# working with VERY large 'float' and 'complex' types

Discussion in 'Python' started by Todd Steury, Sep 14, 2005.

1. ### Todd SteuryGuest

Greetings Python'ers:

I'm just an amature who occasionally uses Python for complex mathematical
models. The current model I'm working with occasionally generates really
large numbers that are either "float" or "complex" types. These numbers are
so large that I either get an overflow error, or some funky code like #INF
or 1.#INDj. However I really need these numbers to be calculated (although
precision isn't key). Is there a way to get python to increase the size
limit of float and complex numbers? I should mention that I'm using a lot of
pre-made modules and functions like math.exp() and scipy.special.erf() that
don't seem to be able to use available types like "Decimal" or "FixedPoint"
(especially since these don't seem to handle complex numbers).

Since I learn best by example, how could one solve the following problem:

from math import exp
>>>x=1000.
>>>z=exp(x)

so that z returns an actual value

Todd

Todd Steury, Sep 14, 2005

2. ### Paul RubinGuest

"Todd Steury" <> writes:
> or 1.#INDj. However I really need these numbers to be calculated (although
> precision isn't key). Is there a way to get python to increase the size
> limit of float and complex numbers?

Python just uses machine doubles by default. You might be able to edit
the source so it uses, say, 80-bit extended floats if you're on a machine
that supports them (like the x86). Those do support larger exponents.

You could also use something like gmpy, which supports arbitrary size
and arbitrary precision numbers. Of course it's slow by comparison.

> Since I learn best by example, how could one solve the following problem:
>
> from math import exp
> >>>x=1000.
> >>>z=exp(x)

>
> so that z returns an actual value

You could rearrange your formulas to not need such big numbers:

x = 1000.
log10_z = x / math.log(10)
c,m = divmod(log10_z, 1.)
print 'z = %.5fE%d' % (10.**c, m)

Paul Rubin, Sep 14, 2005

3. ### Fernando PerezGuest

Todd Steury wrote:

> Greetings Python'ers:
>
> I'm just an amature who occasionally uses Python for complex mathematical
> models. The current model I'm working with occasionally generates really
> large numbers that are either "float" or "complex" types. These numbers are
> so large that I either get an overflow error, or some funky code like #INF
> or 1.#INDj. However I really need these numbers to be calculated (although
> precision isn't key). Is there a way to get python to increase the size
> limit of float and complex numbers? I should mention that I'm using a lot of
> pre-made modules and functions like math.exp() and scipy.special.erf() that
> don't seem to be able to use available types like "Decimal" or "FixedPoint"
> (especially since these don't seem to handle complex numbers).
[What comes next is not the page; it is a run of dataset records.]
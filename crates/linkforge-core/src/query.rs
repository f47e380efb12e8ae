//! Filter, sort and page evaluation over a snapshot of mappings.
//!
//! The engine is pure: callers hand it a point-in-time copy of the collection
//! and the current time, and get back a fresh `Vec`.

use crate::record::MappingRecord;
use jiff::Timestamp;
use serde::{Deserialize, Serialize};
use std::cmp::Ordering;
use typed_builder::TypedBuilder;

#[derive(Debug, Clone, Copy, Default, PartialEq, Eq, Hash, Serialize, Deserialize)]
#[serde(rename_all = "snake_case")]
pub enum SortKey {
    #[default]
    CreatedAt,
    ShortCode,
    OriginalUrl,
    /// Records without an expiry sort as the latest.
    ExpiresAt,
}

#[derive(Debug, Clone, Copy, Default, PartialEq, Eq, Hash, Serialize, Deserialize)]
#[serde(rename_all = "snake_case")]
pub enum Direction {
    #[default]
    Asc,
    Desc,
}

/// Expiry classification, evaluated against the clock at query time.
#[derive(Debug, Clone, Copy, Default, PartialEq, Eq, Hash, Serialize, Deserialize)]
#[serde(rename_all = "snake_case")]
pub enum StatusFilter {
    #[default]
    All,
    /// No expiry, or expiry not before now.
    Active,
    /// Expiry strictly before now.
    Expired,
}

/// Criteria for [`QueryEngine::find`] and [`QueryEngine::count`].
///
/// Every criterion is optional; an absent one matches everything.
///
/// # Examples
///
/// ```
/// use linkforge_core::query::{Direction, QueryFilter, SortKey};
///
/// let filter = QueryFilter::builder()
///     .code_part("ex-")
///     .sort(SortKey::ShortCode)
///     .direction(Direction::Desc)
///     .offset(10)
///     .limit(5)
///     .build();
/// assert_eq!(filter.limit, Some(5));
/// ```
#[derive(Debug, Clone, Default, PartialEq, Eq, TypedBuilder)]
pub struct QueryFilter {
    /// Substring of the normalized short code.
    #[builder(default, setter(strip_option, into))]
    pub code_part: Option<String>,
    #[builder(default)]
    pub code_case_sensitive: bool,
    /// Substring of the stored original URL.
    #[builder(default, setter(strip_option, into))]
    pub url_part: Option<String>,
    #[builder(default)]
    pub url_case_sensitive: bool,
    /// Inclusive lower bound on `created_at`.
    #[builder(default, setter(strip_option))]
    pub created_from: Option<Timestamp>,
    /// Inclusive upper bound on `created_at`.
    #[builder(default, setter(strip_option))]
    pub created_to: Option<Timestamp>,
    #[builder(default)]
    pub status: StatusFilter,
    #[builder(default)]
    pub offset: usize,
    /// Unbounded when absent.
    #[builder(default, setter(strip_option))]
    pub limit: Option<usize>,
    #[builder(default)]
    pub sort: SortKey,
    #[builder(default)]
    pub direction: Direction,
}

impl QueryFilter {
    /// Whether `record` satisfies every predicate of this filter at `now`.
    pub fn matches(&self, record: &MappingRecord, now: Timestamp) -> bool {
        Predicate::new(self, now).matches(record)
    }

    /// Total order used by [`QueryEngine::find`].
    ///
    /// Ties on the sort key are broken by short code ascending, and
    /// [`Direction::Desc`] reverses the whole composed order.
    pub fn compare(&self, a: &MappingRecord, b: &MappingRecord) -> Ordering {
        let primary = match self.sort {
            SortKey::CreatedAt => a.created_at.cmp(&b.created_at),
            SortKey::ShortCode => a.short_code.cmp(&b.short_code),
            SortKey::OriginalUrl => a.original_url.cmp(&b.original_url),
            SortKey::ExpiresAt => match (a.expires_at, b.expires_at) {
                (Some(x), Some(y)) => x.cmp(&y),
                (Some(_), None) => Ordering::Less,
                (None, Some(_)) => Ordering::Greater,
                (None, None) => Ordering::Equal,
            },
        };
        let ordering = primary.then_with(|| a.short_code.cmp(&b.short_code));

        match self.direction {
            Direction::Asc => ordering,
            Direction::Desc => ordering.reverse(),
        }
    }
}

/// A filter with its case-folded needles computed once per query.
struct Predicate<'a> {
    filter: &'a QueryFilter,
    code_needle: Option<String>,
    url_needle: Option<String>,
    now: Timestamp,
}

impl<'a> Predicate<'a> {
    fn new(filter: &'a QueryFilter, now: Timestamp) -> Self {
        let fold = |part: &Option<String>, case_sensitive: bool| {
            part.as_ref().map(|p| {
                if case_sensitive {
                    p.clone()
                } else {
                    p.to_lowercase()
                }
            })
        };

        Self {
            filter,
            code_needle: fold(&filter.code_part, filter.code_case_sensitive),
            url_needle: fold(&filter.url_part, filter.url_case_sensitive),
            now,
        }
    }

    fn matches(&self, record: &MappingRecord) -> bool {
        if let Some(needle) = &self.code_needle {
            if !contains(
                record.short_code.as_str(),
                needle,
                self.filter.code_case_sensitive,
            ) {
                return false;
            }
        }

        if let Some(needle) = &self.url_needle {
            if !contains(&record.original_url, needle, self.filter.url_case_sensitive) {
                return false;
            }
        }

        if self
            .filter
            .created_from
            .is_some_and(|from| record.created_at < from)
        {
            return false;
        }

        if self
            .filter
            .created_to
            .is_some_and(|to| record.created_at > to)
        {
            return false;
        }

        match self.filter.status {
            StatusFilter::All => true,
            StatusFilter::Active => record.is_active_at(self.now),
            StatusFilter::Expired => record.is_expired_at(self.now),
        }
    }
}

fn contains(haystack: &str, needle: &str, case_sensitive: bool) -> bool {
    if case_sensitive {
        haystack.contains(needle)
    } else {
        haystack.to_lowercase().contains(needle)
    }
}

/// Evaluates [`QueryFilter`]s against a snapshot of records.
#[derive(Debug, Clone, Copy, Default)]
pub struct QueryEngine;

impl QueryEngine {
    /// Filters, sorts and pages `snapshot`.
    pub fn find<I>(snapshot: I, filter: &QueryFilter, now: Timestamp) -> Vec<MappingRecord>
    where
        I: IntoIterator<Item = MappingRecord>,
    {
        let predicate = Predicate::new(filter, now);
        let mut matched: Vec<MappingRecord> = snapshot
            .into_iter()
            .filter(|record| predicate.matches(record))
            .collect();

        if filter.offset >= matched.len() {
            return Vec::new();
        }

        matched.sort_unstable_by(|a, b| filter.compare(a, b));

        let end = filter
            .limit
            .map_or(matched.len(), |limit| {
                matched.len().min(filter.offset.saturating_add(limit))
            });
        matched.truncate(end);
        matched.drain(..filter.offset);
        matched
    }

    /// Counts the records of `snapshot` that match, ignoring paging and sort.
    pub fn count<'a, I>(snapshot: I, filter: &QueryFilter, now: Timestamp) -> usize
    where
        I: IntoIterator<Item = &'a MappingRecord>,
    {
        let predicate = Predicate::new(filter, now);
        snapshot
            .into_iter()
            .filter(|record| predicate.matches(record))
            .count()
    }
}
Python floats are C doubles underneath, so you're stuck. You need extended
numeric types. Decimal is slow as molasses, and was not designed for
mathematical work (rather for finance-type fixed-point work). Use this

http://calcrpnpy.sourceforge.net/clnumManual.html

Cheers,

f

Fernando Perez, Sep 14, 2005
4. ### Terry HancockGuest

> "Todd Steury" <> writes:
> > or 1.#INDj. However I really need these numbers to be calculated (although
> > precision isn't key). Is there a way to get python to increase the size
> > limit of float and complex numbers?

This is really a natural problem with such calculations.

On Wednesday 14 September 2005 02:30 pm, Paul Rubin wrote:
> You could rearrange your formulas to not need such big numbers:
>
> x = 1000.
> log10_z = x / math.log(10)
> c,m = divmod(log10_z, 1.)
> print 'z = %.5fE%d' % (10.**c, m)

I highly recommend you use this kind of solution. Solve the problem
with algebra, not with a new library. Most of the time, large numbers
can be avoided (particularly if you are not overly concerned with
precision), simply by dividing out large constant factors and the
like. Logs work better for this problem, as Paul points out.

--
Terry Hancock ( hancock at anansispaceworks.com )
Anansi Spaceworks http://www.anansispaceworks.com

Terry Hancock, Sep 15, 2005
5. ### Mikael OlofssonGuest

Paul Rubin calculates exp(1000.0):
> You could rearrange your formulas to not need such big numbers:
>
> x = 1000.
> log10_z = x / math.log(10)
> c,m = divmod(log10_z, 1.)
> print 'z = %.5fE%d' % (10.**c, m)

Nice approach. We should never forget that we do have mathematical
skills beside the computers. But, shouldn't you switch c and m in the
last row?

/MiO

Mikael Olofsson, Sep 15, 2005
6. ### Paul RubinGuest

Mikael Olofsson <> writes:
> > print 'z = %.5fE%d' % (10.**c, m)

>
> Nice approach. We should never forget that we do have mathematical
> skills beside the computers. But, shouldn't you switch c and m in the
> last row?

Yeah, doh. c=characteristic, m=mantissa.